- _Exercise prompt_:
Repeat the lines of the data exactly, from the first one through the one that contains "fn frame(planar: f32)".

*** The data Section Begins ***

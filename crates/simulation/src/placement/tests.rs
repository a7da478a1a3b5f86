#[cfg(test)]
mod tests {
    use std::collections::HashMap;

    use bevy::prelude::*;

    use crate::errors::{GridError, RecycleRefusal};
    use crate::grid_frame::{CellCoord, GridFrame};
    use crate::inventory::{ItemStock, PlaceableType};
    use crate::placement::{recycle, replay_all, try_place};
    use crate::tile_grid::TileGrid;
    use crate::tiles::{PlantSlot, TerrainKind};

    /// Records calls instead of keeping real counts.
    #[derive(Default)]
    struct CountingStock {
        returned: Vec<PlaceableType>,
    }

    impl ItemStock for CountingStock {
        fn can_create(&self, _kind: PlaceableType) -> bool {
            true
        }
        fn use_item(&mut self, _kind: PlaceableType) -> bool {
            true
        }
        fn return_item(&mut self, kind: PlaceableType) -> bool {
            self.returned.push(kind);
            true
        }
        fn count(&self, _kind: PlaceableType) -> u32 {
            0
        }
    }

    fn frame(planar: f32) -> GridFrame {
        GridFrame::from_footprint(Vec3::ZERO, Quat::IDENTITY, Vec3::new(planar, 0.5, planar))
            .unwrap()
    }

    // -------------------------------------------------------------------------
    // try_place
    // -------------------------------------------------------------------------

    #[test]
    fn try_place_uses_current_position() {
        let f = frame(2.0);
        let mut grid = TileGrid::default();
        let tile = Entity::from_raw(1);
        let mut transform = Transform::from_xyz(3.5, 0.0, -1.2);

        let placed = try_place(&mut grid, &f, tile, &mut transform).unwrap();
        assert_eq!(placed.cell, CellCoord::new(1, -1));
        assert_eq!(placed.level, 0);
        assert!((transform.translation - Vec3::new(3.0, 0.0, -1.0)).length() < 1e-5);
    }

    #[test]
    fn try_place_twice_keeps_level_and_count() {
        let f = frame(1.0);
        let mut grid = TileGrid::default();
        let (a, b) = (Entity::from_raw(1), Entity::from_raw(2));
        let mut ta = Transform::from_xyz(0.4, 0.0, 0.4);
        let mut tb = Transform::from_xyz(0.6, 0.0, 0.6);
        try_place(&mut grid, &f, a, &mut ta).unwrap();
        let first = try_place(&mut grid, &f, b, &mut tb).unwrap();
        let second = try_place(&mut grid, &f, b, &mut tb).unwrap();

        assert_eq!(first, second);
        assert_eq!(grid.tracked_count(), 2);
    }

    #[test]
    fn eleventh_tile_overflows_default_cap() {
        let f = frame(1.0);
        let mut grid = TileGrid::default();
        for i in 0..10 {
            let mut t = Transform::from_xyz(0.5, 0.0, 0.5);
            try_place(&mut grid, &f, Entity::from_raw(i + 1), &mut t).unwrap();
        }
        let extra = Entity::from_raw(99);
        let mut t = Transform::from_xyz(0.5, 0.0, 0.5);
        let err = try_place(&mut grid, &f, extra, &mut t).unwrap_err();
        assert!(matches!(err, GridError::StackOverflow { max: 10, .. }));
        assert!(!grid.is_tracked(extra));
        assert_eq!(grid.height_at(CellCoord::new(0, 0)), 10);
    }

    // -------------------------------------------------------------------------
    // replay_all
    // -------------------------------------------------------------------------

    #[test]
    fn replay_preserves_stacks_after_rotation() {
        let mut f = frame(1.0);
        let mut grid = TileGrid::default();
        let mut transforms: HashMap<Entity, Transform> = HashMap::new();
        let positions = [
            (0.5, 0.5),
            (0.5, 0.5),
            (2.5, 0.5),
            (2.5, 0.5),
            (-1.5, 3.5),
        ];
        for (i, (x, z)) in positions.iter().enumerate() {
            let tile = Entity::from_raw(i as u32 + 1);
            let mut t = Transform::from_xyz(*x, 0.0, *z);
            try_place(&mut grid, &f, tile, &mut t).unwrap();
            transforms.insert(tile, t);
        }
        let before = grid.snapshot();

        // Rotate frame and tiles rigidly about the origin.
        let delta = Quat::from_rotation_y(std::f32::consts::FRAC_PI_2);
        f.rotate(delta);
        for t in transforms.values_mut() {
            t.rotate_around(Vec3::ZERO, delta);
        }

        let report = replay_all(&mut grid, &f, |e| transforms.get(&e).map(|t| t.translation));
        assert_eq!(report.replaced, 5);
        assert!(report.evicted.is_empty());
        assert_eq!(grid.snapshot(), before);
        assert!(grid.check_invariants().is_empty());
    }

    #[test]
    fn replay_drops_entities_without_position() {
        let f = frame(1.0);
        let mut grid = TileGrid::default();
        let (a, b) = (Entity::from_raw(1), Entity::from_raw(2));
        grid.place(&f, a, CellCoord::new(0, 0), None).unwrap();
        grid.place(&f, b, CellCoord::new(0, 0), None).unwrap();

        let report = replay_all(&mut grid, &f, |e| {
            (e == b).then(|| Vec3::new(0.5, 0.5, 0.5))
        });
        assert_eq!(report.stale, vec![a]);
        assert_eq!(grid.stack(CellCoord::new(0, 0)).unwrap().as_slice(), &[b]);
    }

    #[test]
    fn replay_evicts_when_tiles_collapse_into_full_cell() {
        let f = frame(1.0);
        let mut grid = TileGrid::new(2);
        let tiles: Vec<Entity> = (1..=3).map(Entity::from_raw).collect();
        grid.place(&f, tiles[0], CellCoord::new(0, 0), None).unwrap();
        grid.place(&f, tiles[1], CellCoord::new(0, 0), None).unwrap();
        grid.place(&f, tiles[2], CellCoord::new(1, 0), None).unwrap();

        // Everything now reports a position inside cell (0, 0).
        let report = replay_all(&mut grid, &f, |_| Some(Vec3::new(0.5, 0.0, 0.5)));
        assert_eq!(report.replaced, 2);
        assert_eq!(report.evicted, vec![(tiles[2], CellCoord::new(0, 0))]);
        assert!(grid.check_invariants().is_empty());
    }

    // -------------------------------------------------------------------------
    // recycle
    // -------------------------------------------------------------------------

    #[test]
    fn recycle_refused_while_crop_planted() {
        let f = frame(1.0);
        let mut grid = TileGrid::default();
        let mut stock = CountingStock::default();
        let tile = Entity::from_raw(1);
        grid.place(&f, tile, CellCoord::new(0, 0), None).unwrap();

        let mut slot = PlantSlot::default();
        slot.try_occupy(TerrainKind::Land, Entity::from_raw(50)).unwrap();

        let err = recycle(&mut grid, &mut stock, tile, PlaceableType::Land, &slot).unwrap_err();
        assert_eq!(err, GridError::RecycleRefused(RecycleRefusal::CropPlanted));
        assert!(grid.is_tracked(tile));
        assert!(stock.returned.is_empty());

        slot.clear();
        let cell = recycle(&mut grid, &mut stock, tile, PlaceableType::Land, &slot).unwrap();
        assert_eq!(cell, Some(CellCoord::new(0, 0)));
        assert!(!grid.is_tracked(tile));
        assert_eq!(stock.returned, vec![PlaceableType::Land]);
    }

    #[test]
    fn recycle_refused_below_top() {
        let f = frame(1.0);
        let mut grid = TileGrid::default();
        let mut stock = CountingStock::default();
        let (a, b) = (Entity::from_raw(1), Entity::from_raw(2));
        grid.place(&f, a, CellCoord::new(0, 0), None).unwrap();
        grid.place(&f, b, CellCoord::new(0, 0), None).unwrap();

        let err = recycle(&mut grid, &mut stock, a, PlaceableType::Sand, &PlantSlot::default())
            .unwrap_err();
        assert_eq!(err, GridError::RecycleRefused(RecycleRefusal::NotTopTile));
        assert_eq!(grid.height_at(CellCoord::new(0, 0)), 2);
        assert!(stock.returned.is_empty());
    }

    #[test]
    fn recycle_untracked_tile_still_returns_item() {
        let mut grid = TileGrid::default();
        let mut stock = CountingStock::default();
        let cell = recycle(
            &mut grid,
            &mut stock,
            Entity::from_raw(3),
            PlaceableType::River,
            &PlantSlot::default(),
        )
        .unwrap();
        assert_eq!(cell, None);
        assert_eq!(stock.returned, vec![PlaceableType::River]);
    }
}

*** The data Section Ends ***

- _Result for this task_:
filename crates/simulation/src/placement/tests.rs
repository a7da478a1a3b5f86
#[cfg(test)]
mod tests {
    use std::collections::HashMap;

    use bevy::prelude::*;

    use crate::errors::{GridError, RecycleRefusal};
    use crate::grid_frame::{CellCoord, GridFrame};
    use crate::inventory::{ItemStock, PlaceableType};
    use crate::placement::{recycle, replay_all, try_place};
    use crate::tile_grid::TileGrid;
    use crate::tiles::{PlantSlot, TerrainKind};

    /// Records calls instead of keeping real counts.
    #[derive(Default)]
    struct CountingStock {
        returned: Vec<PlaceableType>,
    }

    impl ItemStock for CountingStock {
        fn can_create(&self, _kind: PlaceableType) -> bool {
            true
        }
        fn use_item(&mut self, _kind: PlaceableType) -> bool {
            true
        }
        fn return_item(&mut self, kind: PlaceableType) -> bool {
            self.returned.push(kind);
            true
        }
        fn count(&self, _kind: PlaceableType) -> u32 {
            0
        }
    }

    fn frame(planar: f32) -> GridFrame {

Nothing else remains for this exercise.